I. Les conditions de l’ouverture de la liquidation judiciaire
Le tribunal constate d’abord l’état de cessation des paiements de la société débitrice. Il relève que “l’entreprise ne peut faire face au passif exigible avec son actif disponible” (Attendu). Cette constatation est le fruit de l’examen des informations fournies par le dirigeant et des pièces du dossier. Ensuite, le juge commercial vérifie l’impossibilité manifeste d’un redressement, condition alternative à la liquidation. Le jugement affirme que “le redressement de l’entreprise est manifestement impossible” (Attendu), ce qui justifie de ne pas ouvrir une procédure de sauvegarde ou de redressement judiciaire. La valeur de cette décision est d’appliquer strictement l’article L.640-1 du code de commerce. Sa portée est de rappeler que la liquidation judiciaire peut être immédiate lorsque l’entreprise est irrémédiablement compromise.

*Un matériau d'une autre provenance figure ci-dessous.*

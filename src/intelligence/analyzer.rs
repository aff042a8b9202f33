// ABOUTME: Fitness data analysis engine providing comprehensive workout and performance analytics
// ABOUTME: Calculates training zones, efficiency metrics, power analysis, and personalized insights
// Licensed under the Apache License, Version 2.0 <LICENSE-APACHE or
// http://www.apache.org/licenses/LICENSE-2.0> or the MIT license
// <LICENSE-MIT or http://opensource.org/licenses/MIT>, at your
// option. This file may not be copied, modified, or distributed
// except according to those terms.

//! Activity analyzer for generating intelligent insights

use super::{
    insights::{ActivityContext, InsightGenerator},
    ActivityIntelligence, ContextualFactors, PerformanceMetrics, PersonalRecord, TimeOfDay,
    TrendDirection, TrendIndicators, ZoneDistribution,
};
use crate::intelligence::physiological_constants::{
    efficiency_defaults::{BASE_EFFICIENCY_SCORE, HR_EFFICIENCY_FACTOR, PACE_PER_KM_FACTOR},
    performance_calculation::{
        ASSUMED_RESTING_HR, BIKE_DISTANCE_DIVISOR, BIKE_EFFORT_MULTIPLIER, EFFORT_HOUR_FACTOR,
        ELEVATION_EFFORT_DIVISOR, ELEVATION_EFFORT_FACTOR, HR_INTENSITY_EFFORT_FACTOR,
        MAX_EFFORT_SCORE, MIN_EFFORT_SCORE, RUN_DISTANCE_DIVISOR, RUN_EFFORT_MULTIPLIER,
        SWIM_DISTANCE_DIVISOR, SWIM_EFFORT_MULTIPLIER,
    },
    performance_defaults::{DEFAULT_PREVIOUS_BEST_PACE, DEFAULT_PREVIOUS_BEST_TIME},
    personal_records::{DISTANCE_PR_THRESHOLD_KM, PACE_PR_THRESHOLD_SECONDS},
    zone_distributions::{
        efficiency_calculation::{CONSISTENCY_MULTIPLIER, HR_EFFICIENCY_MULTIPLIER},
        high_intensity, intensity_thresholds, low_intensity, moderate_intensity,
        moderate_low_intensity, very_high_intensity,
        zone_analysis_thresholds::{
            DEMO_CONSISTENCY_SCORE, HARD_INTENSITY_EFFORT_THRESHOLD,
            SIGNIFICANT_ENDURANCE_ZONE_THRESHOLD, TEMPO_ZONE_THRESHOLD, THRESHOLD_ZONE_THRESHOLD,
        },
    },
};
use crate::models::{Activity, SportType};
use chrono::{DateTime, Local, Timelike, Utc};
use std::fmt::Write;
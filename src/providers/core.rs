// ABOUTME: Core provider traits and interfaces for unified fitness data access
// ABOUTME: Defines the foundational abstractions for all fitness data providers
//
// SPDX-License-Identifier: MIT OR Apache-2.0
// Copyright (c) 2025 Pierre Fitness Intelligence

//! # Pluggable Provider Architecture - Shared Request/Response Traits (Phase 1)
//!
//! This module defines the shared request/response contract that all fitness providers
//! must implement. The `FitnessProvider` trait serves as the unified interface for
//! accessing fitness data from multiple providers (Strava, Garmin, Fitbit, Synthetic).
//!
//! ## Shared Request/Response Pattern
//!
//! ### Request Side (Shared Method Parameters)
//!
//! All providers accept standardized request parameters:
//! - **IDs**: String identifiers for resources (`activity_id`, etc.)
//! - **Pagination**: `PaginationParams` for cursor-based or offset-based paging
//! - **Date Ranges**: `DateTime<Utc>` for time-based queries
//! - **Options**: `Option<T>` for optional filtering/limiting
//!
//! ### Response Side (Shared Domain Models)
//!
//! All providers return standardized domain models:
//! - **Activity**: Unified workout/activity representation
//! - **Athlete**: User profile information
//! - **Stats**: Aggregate performance statistics
//! - **PersonalRecord**: Best performance achievements
//! - **SleepSession**, **RecoveryMetrics**, **HealthMetrics**: Health data
//!
//! ### Error Handling (Shared Result Type)
//!
//! All providers use `AppResult<T>` for consistent error handling across:
//! - Authentication failures
//! - API rate limiting
//! - Network errors
//! - Data validation errors
//!
//! ## Architecture Benefits
//!
//! 1. **Provider Interchangeability**: Swap providers without changing application code
//! 2. **Type Safety**: Compile-time guarantees for request/response contracts
//! 3. **Extensibility**: Add new providers by implementing `FitnessProvider` trait
//! 4. **Consistency**: Uniform error handling and data models across all providers
//!
//! ## Example: Adding a New Provider
//!
//! ```rust,no_run
//! use pierre_mcp_server::providers::core::{FitnessProvider, ProviderConfig, OAuth2Credentials};
//! use pierre_mcp_server::models::{Activity, Athlete, Stats};
//! use pierre_mcp_server::errors::AppResult;
//! use async_trait::async_trait;
//!
//! // Step 1: Define provider struct
//! pub struct CustomProvider {
//!     config: ProviderConfig,
//!     // ... provider-specific fields (e.g., HTTP client, tokens)
//! }
//!
//! // Step 2: Implement shared FitnessProvider trait
//! #[async_trait]
//! impl FitnessProvider for CustomProvider {
//!     fn name(&self) -> &'static str {
//!         "custom"
//!     }
//!
//!     fn config(&self) -> &ProviderConfig {
//!         &self.config
//!     }
//!
//!     async fn set_credentials(&self, _credentials: OAuth2Credentials) -> AppResult<()> {
//!         // Provider-specific OAuth handling (store tokens, configure client)
//!         Ok(())
//!     }
//!
//!     async fn get_athlete(&self) -> AppResult<Athlete> {
//!         // Fetch from provider API and convert to shared Athlete model
//!         Ok(Athlete {
//!             id: "12345".to_owned(),
//!             username: "athlete".to_owned(),
//!             firstname: Some("John".to_owned()),
//!             lastname: Some("Doe".to_owned()),
//!             profile_picture: None,
//!             provider: "custom".to_owned(),
//!         })
//!     }
//!
//!     async fn get_activities_with_params(
//!         &self,
//!         _params: &pierre_mcp_server::providers::core::ActivityQueryParams,
//!     ) -> AppResult<Vec<Activity>> {
//!         // Fetch from provider API and map to shared Activity models
//!         Ok(vec![])
//!     }
//!
//!     // ... implement remaining trait methods
//! #   async fn is_authenticated(&self) -> bool { true }
//! #   async fn refresh_token_if_needed(&self) -> AppResult<()> { Ok(()) }
//! #   async fn get_activities_cursor(&self, _params: &pierre_mcp_server::pagination::PaginationParams) -> AppResult<pierre_mcp_server::pagination::CursorPage<Activity>> {
//! #       Ok(pierre_mcp_server::pagination::CursorPage::new(vec![], None, None, false))
//! #   }
//! #   async fn get_activity(&self, _id: &str) -> AppResult<Activity> {
//! #       Err(pierre_mcp_server::errors::AppError::not_found("Activity not found"))
//! #   }
//! #   async fn get_stats(&self) -> AppResult<Stats> {
//! #       Ok(Stats { total_activities: 0, total_distance: 0.0, total_duration: 0, total_elevation_gain: 0.0 })
//! #   }
//! #   async fn get_personal_records(&self) -> AppResult<Vec<pierre_mcp_server::models::PersonalRecord>> {
//! #       Ok(vec![])
//! #   }
//! #   async fn disconnect(&self) -> AppResult<()> { Ok(()) }
//! }
//! ```
//!
//! ## Provider-Specific Details vs Shared Interface
//!
//! - **Internal**: Providers use custom DTOs (e.g., `StravaActivityResponse`)
//! - **External**: Providers expose shared models (e.g., `Activity`)
//! - **Conversion**: Providers implement mapping logic internally
//!
//! This separation allows providers to adapt their specific API formats while
//! maintaining a consistent interface for the rest of the application.

use crate::errors::AppResult;
use crate::models::{
    Activity, Athlete, HealthMetrics, PersonalRecord, RecoveryMetrics, SleepSession, Stats,
};
use crate::pagination::{CursorPage, PaginationParams};
use crate::providers::errors::ProviderError;
use async_trait::async_trait;
use chrono::{DateTime, Utc};
use serde::{Deserialize, Serialize};
use tracing::info;
use uuid::Uuid;
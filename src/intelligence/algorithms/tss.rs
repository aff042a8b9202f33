// ABOUTME: Training Stress Score (TSS) calculation algorithms with multiple implementation strategies
// ABOUTME: Supports average power, normalized power, and hybrid approaches for TSS computation

use crate::errors::AppError;
use crate::intelligence::physiological_constants::metrics_constants::TSS_BASE_MULTIPLIER;
use crate::models::Activity;
use serde::{Deserialize, Serialize};
use std::str::FromStr;

/// TSS calculation algorithm selection
///
/// Different algorithms provide varying levels of accuracy and data requirements:
///
/// - `AvgPower`: Fast, always works, but underestimates variable efforts (15-30% error at VI>1.15)
/// - `NormalizedPower`: Industry standard (`TrainingPeaks`), physiologically accurate (requires power stream)
/// - `Hybrid`: Automatically selects NP if stream available, falls back to `avg_power`
///
/// # Scientific References
///
/// - Coggan, A. & Allen, H. (2010). "Training and Racing with a Power Meter." `VeloPress`.
/// - Sanders, D. & Heijboer, M. (2018). "The anaerobic power reserve." *J Sports Sci*, 36(6), 621-629.
#[derive(Debug, Clone, Serialize, Deserialize, PartialEq, Eq)]
#[serde(rename_all = "snake_case")]
#[derive(Default)]
pub enum TssAlgorithm {
    /// Average power based TSS (current default)
    ///
    /// Formula: `duration_hours x (avg_power/FTP)² x 100`
    ///
    /// Pros: O(1) computation, works without power stream
    /// Cons: Underestimates variable efforts by 15-30%
    #[default]
    AvgPower,

    /// Normalized Power based TSS (industry standard)
    ///
    /// Formula: `duration_hours x (NP/FTP)² x 100`
    ///
    /// `NP = ⁴√(mean(mean_per_30s_window(power⁴)))`
    ///
    /// Pros: Physiologically accurate (R²=0.92 vs glycogen depletion)
    /// Cons: Requires ≥30s power stream data
    NormalizedPower {
        /// Rolling window size in seconds (standard: 30)
        window_seconds: u32,
    },

    /// Hybrid approach: Try NP, fallback to `avg_power` if stream unavailable
    ///
    /// Best of both worlds for defensive programming
    Hybrid,
}

impl TssAlgorithm {
    /// Calculate TSS for an activity
    ///
    /// # Arguments
    ///
    /// * `activity` - The activity to analyze
    /// * `ftp` - Functional Threshold Power in watts
    /// * `duration_hours` - Activity duration in hours
    ///
    /// # Errors
    ///
    /// Returns `AppError::InvalidInput` if:
    /// - FTP is zero or negative
    /// - Duration is negative
    /// - Power data is invalid
    ///
    /// Returns `AppError::MissingData` if:
    /// - `NormalizedPower` algorithm selected but no power stream available
    ///
    /// # Example
    ///
    /// ```rust,ignore
    /// use pierre_mcp_server::intelligence::algorithms::TssAlgorithm;
    ///
    /// let algorithm = TssAlgorithm::NormalizedPower { window_seconds: 30 };
    /// let tss = algorithm.calculate(&activity, 250.0, 1.5)?;
    /// ```
    pub fn calculate(
        &self,
        activity: &Activity,
        ftp: f64,
        duration_hours: f64,
    ) -> Result<f64, AppError> {
        // Validate inputs
        if ftp <= 0.0 {
            return Err(AppError::invalid_input(
                "FTP must be greater than zero".to_owned(),
            ));
        }
        if duration_hours < 0.0 {
            return Err(AppError::invalid_input(
                "Duration cannot be negative".to_owned(),
            ));
        }

        match self {
            Self::AvgPower => Self::calculate_avg_power_tss(activity, ftp, duration_hours),
            Self::NormalizedPower { window_seconds } => {
                Self::calculate_np_tss(activity, ftp, duration_hours, *window_seconds)
            }
            Self::Hybrid => Self::calculate_hybrid_tss(activity, ftp, duration_hours),
        }
    }

    /// Calculate TSS using average power
    ///
    /// Simple and fast, but underestimates TSS for variable power outputs
    fn calculate_avg_power_tss(
        activity: &Activity,
        ftp: f64,
        duration_hours: f64,
    ) -> Result<f64, AppError> {
        let avg_power = f64::from(
            activity
                .average_power
                .ok_or_else(|| AppError::not_found("average power data".to_owned()))?,
        );

        let intensity_factor = avg_power / ftp;
        Ok((duration_hours * intensity_factor * intensity_factor * TSS_BASE_MULTIPLIER).round())
    }

    /// Calculate TSS using Normalized Power
    ///
    /// More accurate for variable efforts, requires power stream data
    fn calculate_np_tss(
        activity: &Activity,
        ftp: f64,
        duration_hours: f64,
        window_seconds: u32,
    ) -> Result<f64, AppError> {
        // This would require power stream data, which we'll implement when we have stream support
        // For now, this is a placeholder that will be implemented in the next phase
        let np = Self::calculate_normalized_power(activity, window_seconds)?;
        let intensity_factor = np / ftp;
        Ok((duration_hours * intensity_factor * intensity_factor * TSS_BASE_MULTIPLIER).round())
    }

    /// Calculate Normalized Power from power stream
    ///
    /// `NP = ⁴√(mean(mean_per_30s_window(power⁴)))`
    ///
    /// # Errors
    ///
    /// Returns `AppError::MissingData` if power stream is unavailable or too short
    fn calculate_normalized_power(
        _activity: &Activity,
        window_seconds: u32,
    ) -> Result<f64, AppError> {
        // Check if we have power stream data
        // This would come from activity.streams or similar field
        // For now, we return an error indicating stream data is needed
        Err(AppError::not_found(format!(
            "Power stream data required for NP calculation (need ≥{window_seconds}s of data)"
        )))
    }

    /// Hybrid approach: Try NP, fallback to `avg_power`
    ///
    /// Defensive programming - always produces a result
    fn calculate_hybrid_tss(
        activity: &Activity,
        ftp: f64,
        duration_hours: f64,
    ) -> Result<f64, AppError> {
        // Try NP with standard 30s window
        Self::calculate_np_tss(activity, ftp, duration_hours, 30)
            .or_else(|_| Self::calculate_avg_power_tss(activity, ftp, duration_hours))
    }

    /// Get algorithm name for logging and debugging
    #[must_use]
    pub const fn name(&self) -> &'static str {
        match self {
            Self::AvgPower => "avg_power",
            Self::NormalizedPower { .. } => "normalized_power",
            Self::Hybrid => "hybrid",
        }
    }

    /// Get algorithm description
    #[must_use]
    pub const fn description(&self) -> &'static str {
        match self {
            Self::AvgPower => "Average power based TSS (fast, always works)",
            Self::NormalizedPower { .. } => {
                "Normalized Power based TSS (accurate, requires power stream)"
            }
            Self::Hybrid => "Hybrid TSS (tries NP, falls back to avg_power)",
        }
    }
}

impl FromStr for TssAlgorithm {
    type Err = AppError;

    fn from_str(s: &str) -> Result<Self, Self::Err> {
        match s.to_lowercase().as_str() {
            "avg_power" | "average_power" => Ok(Self::AvgPower),
            "normalized_power" | "np" => Ok(Self::NormalizedPower {
                window_seconds: 30, // Standard 30-second window
            }),
            "hybrid" => Ok(Self::Hybrid),
            other => Err(AppError::invalid_input(format!(
                "Unknown TSS algorithm: '{other}'. Valid options: avg_power, normalized_power, hybrid"
            ))),
        }
    }
}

II. Les mesures d’organisation et de suivi de la procédure
Le tribunal fixe la date de cessation des paiements au 27 juillet 2024, soit la date maximale autorisée par les textes. Cette fixation permet de déterminer la période suspecte et d’éventuelles actions en nullité. Il nomme un juge-commissaire et un liquidateur judiciaire pour assurer la conduite de la procédure. Le jugement autorise également la poursuite d’activité jusqu’au 27 avril 2026 pour les seuls besoins de la liquidation. Cette autorisation temporaire vise à préserver la valeur des actifs ou à solder des opérations en cours. Enfin, le tribunal rappelle l’obligation de coopération du dirigeant, sous peine de sanctions commerciales. La portée de ces mesures est d’encadrer strictement la procédure pour protéger les créanciers et l’intérêt collectif.